*** Records provided ***

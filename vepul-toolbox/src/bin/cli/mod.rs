mod blocks;
mod common;
mod plot;
mod samples;

use color_eyre::Report;
use structopt::StructOpt;

#[derive(StructOpt)]
#[structopt(rename_all = "kebab-case")]
pub struct Cli {
    /// Log debug output, `RUST_LOG` takes precedence when set
    #[structopt(short, long)]
    pub verbose: bool,

    #[structopt(subcommand)]
    command: Command,
}

#[derive(StructOpt)]
#[structopt(rename_all = "kebab-case")]
pub enum Command {
    /// Plot the total voting power over the sampled block range
    Plot(plot::PlotVotingPower),
    /// Write the sampled total voting power as csv
    Samples(samples::DumpSamples),
    /// Print the block numbers that would be sampled
    Blocks(blocks::SampleBlocks),
}

impl Cli {
    pub fn exec(self) -> Result<(), Report> {
        match self.command {
            Command::Plot(cmd) => cmd.exec(),
            Command::Samples(cmd) => cmd.exec(),
            Command::Blocks(cmd) => cmd.exec(),
        }
    }
}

*** End of Records provided ***

### Exercise objective
Look for the word "Report". Copy out every line of the data that has it.

### Answer for this exercise
use color_eyre::Report;
    pub fn exec(self) -> Result<(), Report> {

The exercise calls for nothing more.